Cholesteryl ester transfer protein promoter single-nucleotide polymorphisms in Sp1-binding sites affect transcription and are associated with high-density lipoprotein cholesterol

Abstract

Genetic variation in the human cholesteryl ester transfer protein (CETP) promoter has been shown to be associated with high-density lipoprotein cholesterol (HDL-C) levels and cardiovascular disease. Some of this variation occurs in Sp1/Sp3 binding sites in the proximal promoter. We find that both the known promoter polymorphism at -629 and the previously uncharacterized polymorphism at -38 are associated with HDL-C levels in vivo and affect transcription in vitro. While the -629 polymorphism is common in all ethnic groups, the -38 polymorphism is found at significant levels (6.4%) only among African Americans. Those homozygous for the less common -38A allele have higher HDL-C levels than those with the more frequent -38G allele.

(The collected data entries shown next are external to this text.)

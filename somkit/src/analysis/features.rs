#[cfg(test)]
#[path = "../../tests/unit/analysis/features_test.rs"]
mod features_test;

use super::{ComponentPlane, get_component_planes};
use crate::algorithms::math::*;
use crate::algorithms::som::SomModel;
use crate::utils::{Float, GenericResult};
use serde::{Deserialize, Serialize};
use std::fmt::{Display, Formatter};

/// A distance returned when a plane is constant (zero variance or zero magnitude) and a
/// correlation based similarity is undefined.
pub const DEGENERATE_PLANE_DISTANCE: Float = 1.;

/// An object which can be grouped by an external hierarchical clustering.
pub trait Clusterable {
    /// Returns a label shown in the clustering result.
    fn label(&self) -> &str;

    /// Returns a point in the feature space.
    fn point(&self) -> &[Float];

    /// Returns a distance to another object.
    fn distance(&self, other: &Self) -> Float;
}

/// Specifies a distance between two component planes compared as flattened vectors.
#[derive(Clone, Copy, Debug, Default, PartialEq, Eq, Serialize, Deserialize)]
#[serde(rename_all = "camelCase")]
pub enum PlaneDistance {
    /// `1 - pearson correlation`, in `[0, 2]`.
    #[default]
    Pearson,
    /// A plain euclidean distance, not scale-invariant.
    Euclidean,
    /// `1 - cosine similarity`, in `[0, 2]`.
    Cosine,
}

impl PlaneDistance {
    /// Returns distance between two planes of the same size.
    ///
    /// Pearson and cosine distances return [`DEGENERATE_PLANE_DISTANCE`] when either plane is
    /// constant or has zero magnitude, so the result is never NaN.
    ///
    /// # Panics
    ///
    /// Panics if planes have different sizes. Planes extracted from the same grid, e.g. by
    /// [`get_component_features`], always have the same size.
    pub fn distance(&self, a: &ComponentPlane, b: &ComponentPlane) -> Float {
        let (a, b) = (a.flatten(), b.flatten());
        assert_eq!(a.len(), b.len(), "component planes must have the same size");

        match self {
            PlaneDistance::Pearson => pearson_distance(a, b),
            PlaneDistance::Euclidean => euclidean_distance(a, b),
            PlaneDistance::Cosine => cosine_distance(a, b),
        }
    }
}

impl Display for PlaneDistance {
    fn fmt(&self, f: &mut Formatter<'_>) -> std::fmt::Result {
        match self {
            PlaneDistance::Pearson => write!(f, "pearson"),
            PlaneDistance::Euclidean => write!(f, "euclidean"),
            PlaneDistance::Cosine => write!(f, "cosine"),
        }
    }
}

impl TryFrom<&str> for PlaneDistance {
    type Error = String;

    fn try_from(value: &str) -> Result<Self, Self::Error> {
        match value {
            "pearson" => Ok(PlaneDistance::Pearson),
            "euclidean" => Ok(PlaneDistance::Euclidean),
            "cosine" => Ok(PlaneDistance::Cosine),
            _ => Err(format!("unknown plane distance: '{value}'")),
        }
    }
}

/// Wraps a component plane to be used with an external hierarchical clustering.
#[derive(Clone, Debug)]
pub struct ComponentPlaneFeature {
    plane: ComponentPlane,
    metric: PlaneDistance,
}

impl ComponentPlaneFeature {
    /// Creates a new instance of `ComponentPlaneFeature`.
    pub fn new(plane: ComponentPlane, metric: PlaneDistance) -> Self {
        Self { plane, metric }
    }

    /// Returns the underlying plane.
    pub fn plane(&self) -> &ComponentPlane {
        &self.plane
    }
}

impl Clusterable for ComponentPlaneFeature {
    fn label(&self) -> &str {
        self.plane.name()
    }

    fn point(&self) -> &[Float] {
        self.plane.flatten()
    }

    fn distance(&self, other: &Self) -> Float {
        self.metric.distance(&self.plane, &other.plane)
    }
}

/// Wraps every component plane of the model into a clusterable feature.
pub fn get_component_features(
    model: &SomModel,
    names: &[String],
    metric: PlaneDistance,
) -> GenericResult<Vec<ComponentPlaneFeature>> {
    let planes = get_component_planes(model.grid(), names)?;

    Ok(planes.into_iter().map(|plane| ComponentPlaneFeature::new(plane, metric)).collect())
}

/// Calculates a symmetric matrix of pairwise distances between clusterable items.
pub fn feature_distance_matrix<C: Clusterable>(items: &[C]) -> Vec<Vec<Float>> {
    let mut matrix = vec![vec![0.; items.len()]; items.len()];

    for i in 0..items.len() {
        for j in (i + 1)..items.len() {
            let distance = items[i].distance(&items[j]);
            matrix[i][j] = distance;
            matrix[j][i] = distance;
        }
    }

    matrix
}

fn pearson_distance(a: &[Float], b: &[Float]) -> Float {
    let standardize = |values: &[Float]| {
        let (variance, mean) = get_variance_mean(values);
        let stdev = variance.sqrt();

        if is_degenerate_stdev(stdev) {
            return None;
        }

        let mut values = values.to_vec();
        subtract_scalar(values.as_mut_slice(), mean);
        divide_scalar(values.as_mut_slice(), stdev);

        Some(values)
    };

    match (standardize(a), standardize(b)) {
        (Some(a), Some(b)) => {
            let similarity = (dot(a.as_slice(), b.as_slice()) / a.len() as Float).clamp(-1., 1.);
            1. - similarity
        }
        _ => DEGENERATE_PLANE_DISTANCE,
    }
}

fn cosine_distance(a: &[Float], b: &[Float]) -> Float {
    let (magnitude_a, magnitude_b) = (magnitude(a), magnitude(b));

    if magnitude_a <= Float::EPSILON || magnitude_b <= Float::EPSILON || is_constant(a) || is_constant(b) {
        return DEGENERATE_PLANE_DISTANCE;
    }

    let similarity = (dot(a, b) / (magnitude_a * magnitude_b)).clamp(-1., 1.);

    1. - similarity
}

fn is_constant(values: &[Float]) -> bool {
    is_degenerate_stdev(get_stdev(values))
}

fn is_degenerate_stdev(stdev: Float) -> bool {
    stdev <= Float::EPSILON || !stdev.is_finite()
}
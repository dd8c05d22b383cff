//! Prepares a model and runs training.

#[cfg(test)]
#[path = "../../tests/unit/extensions/train_test.rs"]
mod train_test;

use super::config::*;
use somkit::algorithms::som::*;
use somkit::dataset::Dataset;
use somkit::persistence::load_grid;
use somkit::training::*;
use somkit::utils::{Environment, GenericResult};
use std::path::Path;
use std::sync::Arc;

/// Specifies a map shape resolved from config and command line arguments.
#[derive(Clone, Debug)]
pub struct MapShape {
    /// Grid width.
    pub width: usize,
    /// Grid height.
    pub height: usize,
    /// Lattice type.
    pub lattice: LatticeType,
    /// Neighborhood function.
    pub neighborhood: NeighborhoodFunction,
}

impl MapShape {
    /// Creates a map shape from config where command line values take precedence.
    pub fn new(
        config: Option<&MapConfig>,
        width: Option<usize>,
        height: Option<usize>,
        lattice: Option<LatticeType>,
    ) -> Self {
        let config = config.cloned().unwrap_or_default();

        Self {
            width: width.or(config.width).unwrap_or(DEFAULT_WIDTH),
            height: height.or(config.height).unwrap_or(DEFAULT_HEIGHT),
            lattice: lattice.or(config.lattice).unwrap_or(LatticeType::Rectangular),
            neighborhood: config.neighborhood.unwrap_or_default(),
        }
    }
}

/// Loads previously saved model or creates a new one with random prototypes when there is no
/// saved model yet. A loaded model keeps its own size.
pub fn get_model(
    shape: &MapShape,
    dimension: usize,
    models_dir: &Path,
    name: &str,
    environment: &Environment,
) -> GenericResult<SomModel> {
    match load_grid(models_dir, name)? {
        Some(grid) => {
            if grid.dimension() != dimension {
                return Err(format!(
                    "saved model '{name}' has dimension {}, dataset has {dimension}",
                    grid.dimension()
                )
                .into());
            }

            (environment.logger)(&format!(
                "loaded model '{name}' from '{}': {}x{} {} map",
                models_dir.display(),
                grid.width(),
                grid.height(),
                shape.lattice
            ));

            let config = SomConfig::new(grid.width(), grid.height(), dimension, shape.lattice)
                .with_neighborhood(shape.neighborhood);

            SomModel::new(config, grid)
        }
        None => {
            (environment.logger)(&format!(
                "model '{name}' is not found in '{}', starting from random initialization",
                models_dir.display()
            ));

            let config = SomConfig::new(shape.width, shape.height, dimension, shape.lattice)
                .with_neighborhood(shape.neighborhood);

            SomModel::new_random(config, environment.random.as_ref())
        }
    }
}

/// Trains the model with the configured algorithm. A streaming trainer sees the dataset
/// `epochs` times keeping its schedule across passes; the quota is checked between passes.
pub fn train_model(
    model: &mut SomModel,
    dataset: &dyn Dataset,
    config: &TrainingConfig,
    epochs: Option<usize>,
    environment: Arc<Environment>,
) -> GenericResult<TrainingSummary> {
    if let Some((streaming, default_epochs)) = get_streaming_config(config) {
        let epochs = epochs.unwrap_or(default_epochs);
        let mut trainer = StreamingTrainer::new(streaming, environment.clone())?;
        let mut summary = TrainingSummary::default();

        for _ in 0..epochs {
            if environment.is_quota_reached() {
                summary.is_interrupted = true;
                break;
            }

            let pass = trainer.train(model, dataset)?;

            summary.epochs += pass.epochs;
            summary.iterations += pass.iterations;
            summary.learning_rate = pass.learning_rate;
            summary.radius = pass.radius;
            summary.errors.extend(pass.errors);
        }

        return Ok(summary);
    }

    match get_offline_config(config) {
        Some(offline) => OfflineTrainer::new(offline, environment)?.train(model, dataset),
        None => Err("unknown training configuration".into()),
    }
}
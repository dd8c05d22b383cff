#[cfg(test)]
#[path = "../../../tests/unit/algorithms/som/neighborhood_test.rs"]
mod neighborhood_test;

use crate::utils::Float;
use serde::{Deserialize, Serialize};

/// Specifies how strongly a cell is pulled towards the input depending on its topological
/// distance to the best matching unit. Influence is monotonically decreasing and zero beyond
/// the radius.
#[derive(Clone, Copy, Debug, Default, PartialEq, Eq, Serialize, Deserialize)]
#[serde(rename_all = "camelCase")]
pub enum NeighborhoodFunction {
    /// A gaussian kernel `exp(-d^2 / (2 r^2))` truncated at the radius.
    #[default]
    Gaussian,
    /// A step kernel: full influence within the radius.
    Bubble,
}

impl NeighborhoodFunction {
    /// Returns influence in `[0, 1]` for the given topological distance and radius.
    pub fn influence(&self, distance: Float, radius: Float) -> Float {
        if distance <= 0. {
            return 1.;
        }

        if radius <= 0. || distance > radius {
            return 0.;
        }

        match self {
            NeighborhoodFunction::Gaussian => (-(distance * distance) / (2. * radius * radius)).exp(),
            NeighborhoodFunction::Bubble => 1.,
        }
    }
}
use crate::algorithms::som::*;
use crate::dataset::VectorDataset;
use crate::utils::{Float, compare_floats};
use std::cmp::Ordering;

/// Creates a model with prototypes given in row-major order.
pub fn create_test_model(width: usize, height: usize, lattice: LatticeType, prototypes: Vec<Vec<Float>>) -> SomModel {
    let dimension = prototypes.first().map_or(1, |prototype| prototype.len());
    let config = SomConfig::new(width, height, dimension, lattice);

    SomModel::from_prototypes(config, prototypes).expect("cannot create test model")
}

/// Creates a model where every prototype encodes its own coordinate as `[x, y]`.
pub fn create_coordinate_model(width: usize, height: usize, lattice: LatticeType) -> SomModel {
    let prototypes = (0..width * height).map(|idx| vec![(idx % width) as Float, (idx / width) as Float]).collect();

    create_test_model(width, height, lattice, prototypes)
}

/// Creates a 2D dataset with three well separated clusters around unit corners.
pub fn create_clustered_dataset() -> VectorDataset {
    let centers = [(0.1, 0.1), (0.9, 0.1), (0.5, 0.9)];
    let items = (0..60)
        .map(|idx| {
            let (x, y) = centers[idx % centers.len()];
            let shift = (idx / centers.len()) as Float * 0.002;
            vec![x + shift, y - shift]
        })
        .collect();

    VectorDataset::new(vec!["x".to_string(), "y".to_string()], items).expect("cannot create test dataset")
}

pub fn assert_vectors_eq(actual: &[Float], expected: &[Float]) {
    assert_eq!(actual.len(), expected.len());
    actual.iter().zip(expected.iter()).for_each(|(&actual, &expected)| {
        assert_eq!(compare_floats((actual - expected).abs(), 1E-9), Ordering::Less, "{actual} != {expected}");
    });
}
use super::*;

parameterized_test! {can_get_decayed_value, (kind, progress, expected), {
    let decay = Decay::new(1., 0.25, kind).unwrap();

    let value = decay.value(progress);

    assert!((value - expected).abs() < 1E-12, "{value} != {expected}");
}}

can_get_decayed_value! {
    case01_linear_start: (DecayKind::Linear, 0., 1.),
    case02_linear_middle: (DecayKind::Linear, 0.5, 0.625),
    case03_linear_end: (DecayKind::Linear, 1., 0.25),
    case04_exponential_start: (DecayKind::Exponential, 0., 1.),
    case05_exponential_middle: (DecayKind::Exponential, 0.5, 0.5),
    case06_exponential_end: (DecayKind::Exponential, 1., 0.25),
    case07_clamped_above: (DecayKind::Exponential, 2., 0.25),
    case08_clamped_below: (DecayKind::Linear, -1., 1.),
}

parameterized_test! {can_validate_bounds, (initial, last, kind, is_ok), {
    assert_eq!(Decay::new(initial, last, kind).is_ok(), is_ok);
}}

can_validate_bounds! {
    case01_linear_to_zero: (0.5, 0., DecayKind::Linear, true),
    case02_exponential_to_zero: (0.5, 0., DecayKind::Exponential, false),
    case03_negative: (-0.5, 0.1, DecayKind::Linear, false),
    case04_nan: (Float::NAN, 0.1, DecayKind::Linear, false),
    case05_growing: (0.1, 0.5, DecayKind::Exponential, true),
}

#[test]
fn can_keep_bounds() {
    let decay = Decay::new(0.6, 0.2, DecayKind::Exponential).unwrap();

    assert_eq!((decay.initial(), decay.last()), (0.6, 0.2));
}
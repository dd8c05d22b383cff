#[cfg(test)]
#[path = "../../../tests/unit/algorithms/som/lattice_test.rs"]
mod lattice_test;

use crate::utils::Float;
use serde::{Deserialize, Serialize};
use std::fmt::{Display, Formatter};
use std::sync::Arc;

/// Coordinate of the cell in the grid as `(x, y)`, where `x` is a column and `y` is a row.
#[derive(Clone, Copy, Debug, Hash, PartialEq, Eq, PartialOrd, Ord, Serialize, Deserialize)]
pub struct Coordinate(pub usize, pub usize);

impl Display for Coordinate {
    fn fmt(&self, f: &mut Formatter<'_>) -> std::fmt::Result {
        write!(f, "({},{})", self.0, self.1)
    }
}

/// Defines grid topology: a topological distance between cells and a neighbor predicate.
///
/// Implementations guarantee `distance_between(a, a) == 0`, symmetry and that `are_neighbors`
/// is true only for cells at the minimal positive distance. Opposite grid edges are never wrapped.
pub trait Lattice {
    /// Returns a non-negative topological distance between two cells.
    fn distance_between(&self, a: &Coordinate, b: &Coordinate) -> Float;

    /// Returns true if two cells are direct neighbors.
    fn are_neighbors(&self, a: &Coordinate, b: &Coordinate) -> bool;

    /// Returns lattice kind.
    fn kind(&self) -> LatticeType;
}

/// A rectangular lattice: euclidean distance over `(x, y)`, cells at distance 1 are neighbors,
/// so every interior cell has 4 neighbors.
#[derive(Clone, Debug, Default)]
pub struct RectangularLattice;

impl Lattice for RectangularLattice {
    fn distance_between(&self, a: &Coordinate, b: &Coordinate) -> Float {
        let dx = a.0.abs_diff(b.0) as Float;
        let dy = a.1.abs_diff(b.1) as Float;

        (dx * dx + dy * dy).sqrt()
    }

    fn are_neighbors(&self, a: &Coordinate, b: &Coordinate) -> bool {
        a.0.abs_diff(b.0) + a.1.abs_diff(b.1) == 1
    }

    fn kind(&self) -> LatticeType {
        LatticeType::Rectangular
    }
}

/// A hexagonal lattice with "even-r" horizontal layout: even rows are shoved right by half a cell.
///
/// Distance is the number of hex steps between cells, computed in axial coordinates.
/// Every interior cell has exactly 6 neighbors.
#[derive(Clone, Debug, Default)]
pub struct HexagonalLattice;

impl HexagonalLattice {
    /// Converts an "even-r" offset coordinate into axial `(q, r)` coordinate.
    fn to_axial(coordinate: &Coordinate) -> (i64, i64) {
        let (x, y) = (coordinate.0 as i64, coordinate.1 as i64);

        (x - (y + (y & 1)) / 2, y)
    }
}

impl Lattice for HexagonalLattice {
    fn distance_between(&self, a: &Coordinate, b: &Coordinate) -> Float {
        let (aq, ar) = Self::to_axial(a);
        let (bq, br) = Self::to_axial(b);
        let (dq, dr) = (bq - aq, br - ar);

        ((dq.abs() + dr.abs() + (dq + dr).abs()) / 2) as Float
    }

    fn are_neighbors(&self, a: &Coordinate, b: &Coordinate) -> bool {
        self.distance_between(a, b) == 1.
    }

    fn kind(&self) -> LatticeType {
        LatticeType::Hexagonal
    }
}

/// Specifies a closed set of supported lattice variants.
#[derive(Clone, Copy, Debug, PartialEq, Eq, Serialize, Deserialize)]
#[serde(rename_all = "camelCase")]
pub enum LatticeType {
    /// A rectangular lattice.
    Rectangular,
    /// A hexagonal lattice.
    Hexagonal,
}

impl LatticeType {
    /// Creates a shared lattice of the given type.
    pub fn create(&self) -> Arc<dyn Lattice + Send + Sync> {
        match self {
            LatticeType::Rectangular => Arc::new(RectangularLattice),
            LatticeType::Hexagonal => Arc::new(HexagonalLattice),
        }
    }
}

impl Display for LatticeType {
    fn fmt(&self, f: &mut Formatter<'_>) -> std::fmt::Result {
        match self {
            LatticeType::Rectangular => write!(f, "rectangular"),
            LatticeType::Hexagonal => write!(f, "hexagonal"),
        }
    }
}

impl TryFrom<&str> for LatticeType {
    type Error = String;

    fn try_from(value: &str) -> Result<Self, Self::Error> {
        match value {
            "rect" | "rectangular" => Ok(LatticeType::Rectangular),
            "hex" | "hexagonal" => Ok(LatticeType::Hexagonal),
            _ => Err(format!("unknown lattice type: '{value}'")),
        }
    }
}
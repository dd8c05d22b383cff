//! Provides a self-organizing map: a fixed grid of prototype vectors arranged on a lattice.

mod grid;
pub use self::grid::*;

mod lattice;
pub use self::lattice::*;

mod model;
pub use self::model::*;

mod neighborhood;
pub use self::neighborhood::*;

mod state;
pub use self::state::*;
use super::{Dataset, get_bounds};
use crate::utils::{Float, compare_floats};
use std::cmp::Ordering;

/// Transforms input values in place and back.
pub trait Normalization {
    /// Normalizes values in place.
    fn normalize(&self, values: &mut [Float]);

    /// Restores original values in place.
    fn denormalize(&self, values: &mut [Float]);
}

/// Scales every dimension into `[0, 1]` using bounds observed in the dataset.
/// Constant dimensions are mapped to zero.
#[derive(Clone, Debug)]
pub struct MinMaxNormalization {
    bounds: Vec<(Float, Float)>,
}

impl MinMaxNormalization {
    /// Creates a new instance of `MinMaxNormalization` from the dataset bounds.
    pub fn new(dataset: &dyn Dataset) -> Self {
        Self { bounds: get_bounds(dataset) }
    }

    /// Returns `(min, max)` bounds per dimension.
    pub fn bounds(&self) -> &[(Float, Float)] {
        self.bounds.as_slice()
    }
}

impl Normalization for MinMaxNormalization {
    fn normalize(&self, values: &mut [Float]) {
        debug_assert_eq!(values.len(), self.bounds.len());

        values.iter_mut().zip(self.bounds.iter()).for_each(|(value, &(min, max))| {
            let range = max - min;
            *value = if compare_floats(range, 0.) == Ordering::Equal { 0. } else { (*value - min) / range };
        });
    }

    fn denormalize(&self, values: &mut [Float]) {
        debug_assert_eq!(values.len(), self.bounds.len());

        values.iter_mut().zip(self.bounds.iter()).for_each(|(value, &(min, max))| {
            *value = min + *value * (max - min);
        });
    }
}
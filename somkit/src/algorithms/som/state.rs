#[cfg(test)]
#[path = "../../../tests/unit/algorithms/som/state_test.rs"]
mod state_test;

use super::*;
use crate::utils::{Float, parallel_collect};
use std::fmt::{Display, Formatter, Result, Write};

/// Represents a read-only snapshot of the map, e.g. for U-matrix rendering.
pub struct GridState {
    /// Shape of the map as (width, height, dimension).
    pub shape: (usize, usize, usize),
    /// Lattice kind.
    pub lattice: LatticeType,
    /// Cells of the map in row-major order.
    pub cells: Vec<CellState>,
}

/// Contains information about grid cell state.
pub struct CellState {
    /// Cell coordinate.
    pub coordinate: Coordinate,
    /// Unified distance: a mean distance to prototypes of lattice neighbors.
    pub unified_distance: Float,
    /// Prototype vector.
    pub weights: Vec<Float>,
}

/// Gets map state.
pub fn get_grid_state(model: &SomModel) -> GridState {
    let grid = model.grid();
    let lattice = model.lattice();
    let metric = model.metric();

    let indices = (0..grid.size()).collect::<Vec<_>>();
    let cells = parallel_collect(indices.as_slice(), |&idx| {
        let coordinate = grid.coordinate(idx);
        let weights = grid.cells()[idx].as_slice();

        let (sum, count) = grid
            .iter()
            .filter(|(other, _)| lattice.are_neighbors(&coordinate, other))
            .fold((0., 0), |(sum, count), (_, other)| (sum + metric.distance(weights, other), count + 1));

        CellState {
            coordinate,
            unified_distance: if count > 0 { sum / count as Float } else { 0. },
            weights: weights.to_vec(),
        }
    });

    GridState { shape: (grid.width(), grid.height(), grid.dimension()), lattice: lattice.kind(), cells }
}

impl Display for GridState {
    fn fmt(&self, f: &mut Formatter<'_>) -> Result {
        // NOTE serialize state in simple representation which can be embedded
        // to json as string and then easily parsed.
        let cells = self.cells.iter().fold(String::new(), |mut res, cell| {
            let Coordinate(x, y) = cell.coordinate;
            let weights = cell.weights.iter().map(|w| format!("{w:.7}")).collect::<Vec<_>>().join(",");

            // NOTE writing into a string never fails
            let _ = write!(&mut res, "({x},{y},{:.7},[{weights}]),", cell.unified_distance);

            res
        });

        write!(f, "({},{},{},{},[{}])", self.lattice, self.shape.0, self.shape.1, self.shape.2, cells)
    }
}
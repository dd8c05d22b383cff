use super::*;
use crate::helpers::som::create_test_model;

#[test]
fn can_get_unified_distances() {
    let model = create_test_model(2, 2, LatticeType::Rectangular, vec![vec![0.], vec![2.], vec![4.], vec![4.]]);

    let state = get_grid_state(&model);

    assert_eq!(state.shape, (2, 2, 1));
    assert_eq!(state.lattice, LatticeType::Rectangular);
    assert_eq!(
        state.cells.iter().map(|cell| (cell.coordinate, cell.unified_distance)).collect::<Vec<_>>(),
        vec![(Coordinate(0, 0), 3.), (Coordinate(1, 0), 2.), (Coordinate(0, 1), 2.), (Coordinate(1, 1), 1.)]
    );
}

#[test]
fn can_get_zero_unified_distance_for_single_cell() {
    let model = create_test_model(1, 1, LatticeType::Hexagonal, vec![vec![1., 2.]]);

    let state = get_grid_state(&model);

    assert_eq!(state.cells.len(), 1);
    assert_eq!(state.cells[0].unified_distance, 0.);
    assert_eq!(state.cells[0].weights, vec![1., 2.]);
}

#[test]
fn can_format_state() {
    let model = create_test_model(2, 1, LatticeType::Hexagonal, vec![vec![0.], vec![1.]]);

    let state = get_grid_state(&model).to_string();

    assert_eq!(state, "(hexagonal,2,1,1,[(0,0,1.0000000,[0.0000000]),(1,0,1.0000000,[1.0000000]),])");
}
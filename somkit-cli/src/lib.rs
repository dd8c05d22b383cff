//! A command line interface library: reads datasets and configs, wires interruption handling and
//! runs training and analysis of self-organizing maps built with `somkit`.

#![warn(missing_docs)]

pub mod extensions;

This association was found in a population of African Americans at risk of cardiovascular disease and then replicated in a different population chosen from among patients with extremes of HDL-C. When studied in vitro, the most transcriptionally active allele (-629C/-38G) yields 51% more reporter protein than the least active allele (-629A/-38A) in HepG2 cells. These transcriptional effects reflect the projected impact of increased CETP expression on HDL-C phenotypes seen in vivo.